Tak wrote, On 01/06/07 05:50:
#include<iostream>

<snip>

Please read the name of the group again. This group is for C, there is a
separate group for C++.
 
K

Keith Thompson

Tak said:
#include<iostream>
#include<string>
#include<iomanip>
#include<algorithm>
using namespace std;
[snip]

This is comp.lang.c. comp.lang.c++ is down the hall, just past the
water cooler, second door on the left.
 
J

James Dow Allen

I just got through writing functions to add,
subtract, and multiply integers ...
(The greatest expressible number is well over
10^2000000000, which, in case
you don't realize, is so big it's no
longer "astronomical".

Here's a program at Robert Munafo's site:
http://home.earthlink.net/~mrob/pub/perl/hypercalc.txt
which operates on *much* bigger numbers than the
tiny ones you mention :) It's written in perl;
sorry if that makes it off-topic here.

For a good time, browse around at Mr. Munafo's
site. He has some interesting pages, including
mention of some integers which are too
large even for his hypercalc program.

James Dow Allen
 
T

Tak

Tak wrote, On 01/06/07 05:50:



<snip>

Please read the name of the group again. This group is for C, there is a
separate group for C++.

The key is maybe I could help to solve the asker's puzzle.
It's more important than whether it is a group for c or c++,I think.
 
R

Richard Heathfield

Tak said:
The key is maybe I could help to solve the asker's puzzle.

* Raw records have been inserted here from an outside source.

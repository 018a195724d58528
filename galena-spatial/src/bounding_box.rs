//! N-dimensional axis-aligned bounding boxes.

use serde::{Deserialize, Serialize};
use std::fmt::{Display, Formatter};
use std::hash::Hash;

use crate::errors::{SpatialError, SpatialResult};

/// An axis-aligned bounding box with per-dimension `[min, max]`
/// coordinates.
///
/// The dimensionality is fixed at construction; all boxes sharing a
/// tree must agree on it. Invariant: `min[d] <= max[d]` for every
/// dimension d.
#[derive(Debug, Clone, PartialEq, Default, Serialize, Deserialize)]
pub struct BoundingBox {
    min: Vec<f64>,
    max: Vec<f64>,
}

impl Eq for BoundingBox {}

impl Hash for BoundingBox {
    fn hash<H: std::hash::Hasher>(&self, state: &mut H) {
        for v in &self.min {
            v.to_bits().hash(state);
        }
        for v in &self.max {
            v.to_bits().hash(state);
        }
    }
}

impl Display for BoundingBox {
    fn fmt(&self, f: &mut Formatter<'_>) -> std::fmt::Result {
        write!(f, "BoundingBox({:?}, {:?})", self.min, self.max)
    }
}

impl BoundingBox {
    /// Creates a bounding box from per-dimension minima and maxima.
    pub fn new(min: Vec<f64>, max: Vec<f64>) -> SpatialResult<Self> {
        if min.is_empty() || min.len() != max.len() {
            return Err(SpatialError::InvalidState(format!(
                "malformed bounding box: {} minima, {} maxima",
                min.len(),
                max.len()
            )));
        }
        for d in 0..min.len() {
            if min[d] > max[d] {
                return Err(SpatialError::InvalidState(format!(
                    "malformed bounding box: min {} > max {} in dimension {}",
                    min[d], max[d], d
                )));
            }
        }
        Ok(BoundingBox { min, max })
    }

    /// Creates a degenerate (zero-extent) box around a point.
    pub fn from_point(coords: &[f64]) -> Self {
        BoundingBox {
            min: coords.to_vec(),
            max: coords.to_vec(),
        }
    }

    pub fn dimensionality(&self) -> usize {
        self.min.len()
    }

    pub fn min(&self) -> &[f64] {
        &self.min
    }

    pub fn max(&self) -> &[f64] {
        &self.max
    }

    /// Unions `other` into this box in place. Returns whether the box
    /// grew, which lets ancestor propagation stop early.
    pub fn extend(&mut self, other: &BoundingBox) -> bool {
        debug_assert_eq!(self.dimensionality(), other.dimensionality());
        let mut changed = false;
        for d in 0..self.min.len() {
            if other.min[d] < self.min[d] {
                self.min[d] = other.min[d];
                changed = true;
            }
            if other.max[d] > self.max[d] {
                self.max[d] = other.max[d];
                changed = true;
            }
        }
        changed
    }

    /// Returns the union of this box with another.
    pub fn union(&self, other: &BoundingBox) -> BoundingBox {
        let mut result = self.clone();
        result.extend(other);
        result
    }

    /// Checks whether this box fully contains another.
    pub fn contains(&self, other: &BoundingBox) -> bool {
        debug_assert_eq!(self.dimensionality(), other.dimensionality());
        (0..self.min.len()).all(|d| self.min[d] <= other.min[d] && self.max[d] >= other.max[d])
    }

    /// Checks whether this box contains a point.
    pub fn contains_point(&self, coords: &[f64]) -> bool {
        debug_assert_eq!(self.dimensionality(), coords.len());
        (0..self.min.len()).all(|d| self.min[d] <= coords[d] && coords[d] <= self.max[d])
    }

    /// Checks whether this box intersects another. Touching counts.
    pub fn intersects(&self, other: &BoundingBox) -> bool {
        debug_assert_eq!(self.dimensionality(), other.dimensionality());
        (0..self.min.len()).all(|d| self.min[d] <= other.max[d] && self.max[d] >= other.min[d])
    }

    /// Volume of the box (product of extents).
    pub fn area(&self) -> f64 {
        (0..self.min.len()).map(|d| self.max[d] - self.min[d]).product()
    }

    /// Sum of extents over all dimensions.
    pub fn margin(&self) -> f64 {
        (0..self.min.len()).map(|d| self.max[d] - self.min[d]).sum()
    }

    /// How much the volume would grow if `other` were unioned in.
    pub fn enlargement(&self, other: &BoundingBox) -> f64 {
        self.union(other).area() - self.area()
    }

    /// Center point of the box.
    pub fn center(&self) -> Vec<f64> {
        (0..self.min.len())
            .map(|d| (self.min[d] + self.max[d]) / 2.0)
            .collect()
    }

    /// Squared Euclidean distance from a point to the nearest point of
    /// this box; 0 when the point lies inside. Admissible lower bound
    /// for any point contained in the box.
    pub fn min_dist_sq(&self, point: &[f64]) -> f64 {
        debug_assert_eq!(self.dimensionality(), point.len());
        let mut sum = 0.0;
        for d in 0..self.min.len() {
            let clamped = point[d].clamp(self.min[d], self.max[d]);
            let delta = point[d] - clamped;
            sum += delta * delta;
        }
        sum
    }

    pub fn is_valid(&self) -> bool {
        !self.min.is_empty() && (0..self.min.len()).all(|d| self.min[d] <= self.max[d])
    }
}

Here are some other puzzles you might be able to solve: How come a
guitar capo knows all the easy chords? Why are meteorologists so lousy
at their job? What does "prime number" mean. Who was Nelson? Who is
Christine Perfect? What type is 'x'? If four and a half chickens take
four and a half days to lay four and a half eggs, how many eggs can
half a dozen chickens lay in half a dozen days? What is the difference
between a dwarf and a gnome? What's the average rainfall of the Amazon
basin?
It's more important than whether it is a group for c or c++,I think.

You might think that, but lots of us disagree with you, and for
excellent reasons. Please note that the answer to at least one of the
questions above depends on what programming language you are using.
 
T

Tak

Here are some other puzzles you might be able to solve: How come a
guitar capo knows all the easy chords? Why are meteorologists so lousy
at their job? What does "prime number" mean. Who was Nelson? Who is
Christine Perfect? What type is 'x'? If four and a half chickens take
four and a half days to lay four and a half eggs, how many eggs can
half a dozen chickens lay in half a dozen days? What is the difference
between a dwarf and a gnome? What's the average rainfall of the Amazon
basin?

haha...I really want to know the answers to these questions.
tell me please, thank you.
 
R

Richard Heathfield

Tak said:
haha...I really want to know the answers to these questions.
tell me please, thank you.

The point, I hope, is clear. The sum of human knowledge, whilst
remaining pathetically finite, is nevertheless so astoundingly large
that the only way we can hope to make sense of it is to categorise.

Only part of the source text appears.